My big decision to quit came about a month ago when I had been doing some shopping at the mall with my husband and son. I had done everything right; I had eaten a hearty breakfast that was low in carbs, but it was one of those days when eating right wasn’t enough.
My husband looked at me — I knew that look so well — and said, “Honey, we need to get you something to eat. You’re turning red.”
“Not again, not again,” I thought, but I knew it was true. The burning began to drip its way down my scalp and people had already begun to stare.
We rushed to the healthiest thing we could find and picked up some crêpes. I had accidentally chosen the wrong kind; I wanted a Caprese crêpe, but the one I actually chose was covered in canned mushrooms, which are the absolute worst.
In the meantime, I looked like an Oompa Loompa. I was so flushed I was almost purple. I was faced with continuing with this reaction or shoving more terrible food down my throat.

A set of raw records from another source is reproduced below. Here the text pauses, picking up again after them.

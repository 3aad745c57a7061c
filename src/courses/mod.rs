//! # Courses Listing
//!
//! `GET /courses` over departments, courses and their sections, with the
//! filters below applied in this order:
//!
//! | filter | active when | effect |
//! |---|---|---|
//! | `section_id` | `section_id` present | join sections, `sections.id IN ..` |
//! | `department_code` | `department_code` present | join departments, `departments.code IN ..` |
//! | `search` | `search` has a word left after sanitizing | text search |
//! | `id_or_department_id` | `id` or `department_id` present | `id IN .. OR department_id IN ..` |
//! | `include_sections` | `show_sections` | load sections with each course |
//!
//! ```rust,ignore
//! let app = filtercrate::courses::router(db, Arc::new(MemoryBackend::new()))?;
//! let doc = filtercrate::courses::CoursesApi::openapi();
//! ```

pub mod course;
pub mod department;
mod models;
pub mod section;

pub use models::{CourseListing, CourseQuery, SectionListing};

use async_trait::async_trait;
use axum::Router;
use axum::extract::{Query, State};
use axum::response::Response;
use axum::routing::get;
use sea_orm::{DatabaseConnection, DbErr, EntityTrait, LoaderTrait, QueryOrder, RelationTrait};
use std::sync::Arc;

use crate::cache::CacheBackend;
use crate::config::{CacheGateConfig, ListingConfig, SearchConfig};
use crate::context::{RequestContext, RequestFlags, RequestParams, param_flag};
use crate::errors::{ApiError, FilterError};
use crate::filtering::{
    FilterRegistry, FlagsSet, IncludeRelated, Membership, ParamPresent, SearchTermsPresent,
    TextSearch,
};
use crate::query::{FilterQuery, QuerySchema};
use crate::routes::{ListingEndpoint, ListingResource, get_all};

pub const SHOW_SECTIONS: &str = "show_sections";
pub const SHOW_PERIODS: &str = "show_periods";

const SECTIONS: &str = "sections";
const DEPARTMENTS: &str = "departments";

/// Fields and relations the course filters may reference.
#[must_use]
pub fn schema() -> QuerySchema {
    QuerySchema::of::<course::Entity>()
        .with_relation::<department::Entity>(DEPARTMENTS, || course::Relation::Department.def())
        .with_relation::<section::Entity>(SECTIONS, || course::Relation::Sections.def())
        .searchable(&[
            "title",
            "description",
            "code",
            "departments.name",
            "sections.instructor",
        ])
}

/// The course filters with default search limits.
#[must_use]
pub fn filters() -> FilterRegistry<course::Entity> {
    filters_with(&SearchConfig::default())
}

#[must_use]
pub fn filters_with(search: &SearchConfig) -> FilterRegistry<course::Entity> {
    FilterRegistry::new()
        .register(
            "section_id",
            ParamPresent::new("section_id"),
            Membership::new("section_id", "sections.id").joining(SECTIONS),
        )
        .register(
            "department_code",
            ParamPresent::new("department_code"),
            Membership::new("department_code", "departments.code").joining(DEPARTMENTS),
        )
        .register(
            "search",
            SearchTermsPresent::with_config("search", search.clone()),
            TextSearch::with_config("search", search.clone()),
        )
        .register_any("id_or_department_id", &["id", "department_id"])
        .register(
            "include_sections",
            FlagsSet::new(&[SHOW_SECTIONS]),
            IncludeRelated::new(SECTIONS),
        )
}

/// Cache per `department_id`, only for fully rendered listings.
#[must_use]
pub fn cache_config() -> CacheGateConfig {
    CacheGateConfig {
        enabled: true,
        sharding_param: "department_id".to_string(),
        required_flags: vec![SHOW_SECTIONS.to_string(), SHOW_PERIODS.to_string()],
        key_prefix: "courses".to_string(),
        key_version: 1,
    }
}

/// `show_sections` and `show_periods`, both on unless switched off.
#[must_use]
pub fn prepare_flags(params: &RequestParams) -> RequestFlags {
    RequestFlags::new()
        .with(SHOW_SECTIONS, param_flag(params, SHOW_SECTIONS, true))
        .with(SHOW_PERIODS, param_flag(params, SHOW_PERIODS, true))
}

pub struct Courses;

#[async_trait]
impl ListingResource for Courses {
    type EntityType = course::Entity;
    type Item = CourseListing;

    const RESOURCE_NAME_PLURAL: &'static str = "courses";

    fn schema() -> QuerySchema {
        schema()
    }

    fn filters(config: &ListingConfig) -> FilterRegistry<course::Entity> {
        filters_with(&config.search)
    }

    fn default_config() -> ListingConfig {
        ListingConfig {
            cache: cache_config(),
            search: SearchConfig::default(),
        }
    }

    fn prepare_flags(params: &RequestParams) -> RequestFlags {
        prepare_flags(params)
    }

    async fn load(
        db: &DatabaseConnection,
        query: FilterQuery<course::Entity>,
        ctx: &RequestContext,
    ) -> Result<Vec<CourseListing>, DbErr> {
        let include_sections = query.is_included(SECTIONS);
        let courses = query
            .into_select()
            .order_by_asc(course::Column::Id)
            .all(db)
            .await?;

        if !include_sections {
            return Ok(courses.into_iter().map(CourseListing::from).collect());
        }

        let sections = courses
            .load_many(
                section::Entity::find().order_by_asc(section::Column::Id),
                db,
            )
            .await?;
        let show_periods = ctx.flag(SHOW_PERIODS);

        Ok(courses
            .into_iter()
            .zip(sections)
            .map(|(model, sections)| CourseListing {
                sections: Some(
                    sections
                        .into_iter()
                        .map(|section| SectionListing::render(section, show_periods))
                        .collect(),
                ),
                ..CourseListing::from(model)
            })
            .collect())
    }
}

/// Router serving `GET /courses` with the default course settings.
///
/// # Errors
///
/// `InvalidFilterTarget` if the course schema is inconsistent.
pub fn router(db: DatabaseConnection, cache: Arc<dyn CacheBackend>) -> Result<Router, FilterError> {
    router_with(db, &Courses::default_config(), cache)
}

/// # Errors
///
/// `InvalidFilterTarget` if the course schema is inconsistent.
pub fn router_with(
    db: DatabaseConnection,
    config: &ListingConfig,
    cache: Arc<dyn CacheBackend>,
) -> Result<Router, FilterError> {
    let endpoint = ListingEndpoint::<Courses>::new(db, config, cache)?;
    Ok(Router::new()
        .route(&format!("/{}", Courses::RESOURCE_NAME_PLURAL), get(list_courses))
        .with_state(endpoint))
}

/// List courses.
///
/// # Errors
///
/// As [`get_all`].
#[utoipa::path(
    get,
    path = "/courses",
    params(CourseQuery),
    responses(
        (
            status = axum::http::StatusCode::OK,
            description = "Matching courses in id order",
            body = Vec<CourseListing>,
            headers(("x-cache" = String, description = "HIT, MISS or BYPASS"))
        ),
        (status = axum::http::StatusCode::BAD_REQUEST, description = "A parameter value could not be used"),
        (status = axum::http::StatusCode::INTERNAL_SERVER_ERROR, description = "Internal Server Error")
    ),
    operation_id = "get_all_courses",
    summary = "List courses"
)]
pub async fn list_courses(
    state: State<ListingEndpoint<Courses>>,
    query: Query<Vec<(String, String)>>,
) -> Result<Response, ApiError> {
    get_all::<Courses>(state, query).await
}

/// OpenAPI document for the courses listing.
#[derive(utoipa::OpenApi)]
#[openapi(
    paths(list_courses),
    components(schemas(CourseListing, SectionListing))
)]
pub struct CoursesApi;
#![forbid(unsafe_code)]

//! Runtime services for Vitrine components.
//!
//! - [`reactive`]: version-tracked observable values with RAII subscriptions.
//! - [`motion`]: the reduced-motion media query and its live-change feed.
//! - [`logging`]: tracing subscriber setup (feature `logging`).

#[cfg(feature = "logging")]
pub mod logging;
pub mod motion;
pub mod reactive;

pub use motion::{MediaQuery, MotionPreference, detect_system_reduced_motion};
pub use reactive::{Observable, Subscription};
#![forbid(unsafe_code)]

//! Version-tracked observable values.
//!
//! # Usage
//!
//! ```
//! use vitrine_runtime::reactive::Observable;
//! use std::cell::Cell;
//! use std::rc::Rc;
//!
//! let reduced = Observable::new(false);
//! let seen = Rc::new(Cell::new(0));
//! let counter = Rc::clone(&seen);
//! let sub = reduced.subscribe(move |_| counter.set(counter.get() + 1));
//!
//! reduced.set(true);
//! reduced.set(true); // unchanged: no notification
//! assert_eq!(seen.get(), 1);
//!
//! drop(sub);
//! reduced.set(false);
//! assert_eq!(seen.get(), 1);
//! ```
//!
//! # Failure Modes
//!
//! - Callback panic: propagates to the caller of `set()`; the value has
//!   already been stored.
//! - Re-entrant `set()` from a callback is allowed: callbacks run after the
//!   internal borrow is released.

use std::cell::RefCell;
use std::fmt;
use std::rc::{Rc, Weak};

type Callback<T> = Rc<dyn Fn(&T)>;

struct Inner<T> {
    value: T,
    version: u64,
    next_subscriber: u64,
    subscribers: Vec<(u64, Callback<T>)>,
}

/// A shared value with change notification.
///
/// Cloning yields another handle to the same value.
pub struct Observable<T> {
    inner: Rc<RefCell<Inner<T>>>,
}

impl<T> Clone for Observable<T> {
    fn clone(&self) -> Self {
        Self {
            inner: Rc::clone(&self.inner),
        }
    }
}

impl<T: fmt::Debug> fmt::Debug for Observable<T> {
    fn fmt(&self, f: &mut fmt::Formatter<'_>) -> fmt::Result {
        let inner = self.inner.borrow();
        f.debug_struct("Observable")
            .field("value", &inner.value)
            .field("version", &inner.version)
            .field("subscribers", &inner.subscribers.len())
            .finish()
    }
}

impl<T: Clone + PartialEq + 'static> Observable<T> {
    /// Create a new observable at version 0.
    #[must_use]
    pub fn new(value: T) -> Self {
        Self {
            inner: Rc::new(RefCell::new(Inner {
                value,
                version: 0,
                next_subscriber: 0,
                subscribers: Vec::new(),
            })),
        }
    }

    /// Current value (cloned).
    #[must_use]
    pub fn get(&self) -> T {
        self.inner.borrow().value.clone()
    }

    /// Borrow the current value for the duration of `f`.
    pub fn with<R>(&self, f: impl FnOnce(&T) -> R) -> R {
        f(&self.inner.borrow().value)
    }

    /// Number of changes applied so far.
    #[must_use]
    pub fn version(&self) -> u64 {
        self.inner.borrow().version
    }

    /// Replace the value, notifying subscribers if it changed.
    pub fn set(&self, value: T) {
        let (callbacks, snapshot) = {
            let mut inner = self.inner.borrow_mut();
            if inner.value == value {
                return;
            }
            inner.value = value;
            inner.version += 1;
            let callbacks: Vec<Callback<T>> =
                inner.subscribers.iter().map(|(_, cb)| Rc::clone(cb)).collect();
            (callbacks, inner.value.clone())
        };
        for callback in callbacks {
            callback(&snapshot);
        }
    }

    /// Modify the value in place via a clone, notifying if it changed.
    pub fn update(&self, f: impl FnOnce(&mut T)) {
        let mut next = self.get();
        f(&mut next);
        self.set(next);
    }

    /// Register a change callback. The callback stays registered for as long
    /// as the returned [`Subscription`] lives.
    #[must_use = "dropping the subscription unsubscribes immediately"]
    pub fn subscribe(&self, callback: impl Fn(&T) + 'static) -> Subscription {
        let id = {
            let mut inner = self.inner.borrow_mut();
            let id = inner.next_subscriber;
            inner.next_subscriber += 1;
            inner.subscribers.push((id, Rc::new(callback)));
            id
        };
        let weak: Weak<RefCell<Inner<T>>> = Rc::downgrade(&self.inner);
        Subscription {
            unsubscribe: Some(Box::new(move || {
                if let Some(inner) = weak.upgrade() {
                    inner.borrow_mut().subscribers.retain(|(i, _)| *i != id);
                }
            })),
        }
    }

    /// Number of live subscribers.
    #[must_use]
    pub fn subscriber_count(&self) -> usize {
        self.inner.borrow().subscribers.len()
    }
}

/// RAII subscription handle. Dropping it unsubscribes.
#[must_use = "dropping the subscription unsubscribes immediately"]
pub struct Subscription {
    unsubscribe: Option<Box<dyn FnOnce()>>,
}

impl fmt::Debug for Subscription {
    fn fmt(&self, f: &mut fmt::Formatter<'_>) -> fmt::Result {
        f.debug_struct("Subscription")
            .field("active", &self.unsubscribe.is_some())
            .finish()
    }
}

impl Drop for Subscription {
    fn drop(&mut self) {
        if let Some(unsubscribe) = self.unsubscribe.take() {
            unsubscribe();
        }
    }
}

I sat at the table frozen, on the verge of tears. My husband was getting worried and tried to get me to talk. My head was reeling. I had told every doctor I had seen in the past two years about these side effects.
Oftentimes, I would turn red in their offices, right before their eyes. I had been searching for help and none of them seemed at all concerned. They had all fluffed it off like it was just a small tradeoff for not losing my ability to walk and see. How could I argue with their logic?
Still, here I was — empty and shredded yet again. I had no words left and my husband wanted so desperately for me to speak. My body was burning up. I was tired of eating all the time, which was often stuff like what was on the table in front of me.
For a second I even thought, “Maybe my body is not meant to live in this world. Maybe I am just not supposed to live.” That thought terrified me.
Getting out of the Dark
I have never wanted to give up. Something was awfully, terribly, horribly wrong. As I looked from one set of worried eyes to the other, I realized my husband and son were seeing it too.
The time had come and I finally said, “I need to quit Tecfidera.”
Now that I have dropped the Tecfidera, I can see how easy it was to step away and try something new. But when I was in the thick of it, that wasn’t how I felt at all. To me, I was running short on options. To me, the idea of trying Gilenya was, because of my clinical trial results, risky.
Honestly, it still might be. Looking at it now though, I realize things for me had gotten pretty dark. I am not a dark person by nature, so things had to have been really piling up for me to have been feeling as trapped as I had felt.
I am writing this today as a reminder to all of you and to myself to not allow things to get so dark before you turn around and start walking towards the light again. I pride myself in being a person that never gives up, a person that never quits.
Sometimes though, quitting one thing is the only way to continue another. In this case, the med I chose had come to run my life off the rails. My life is more important than that med. My life is worth the risk of trying something scary and new.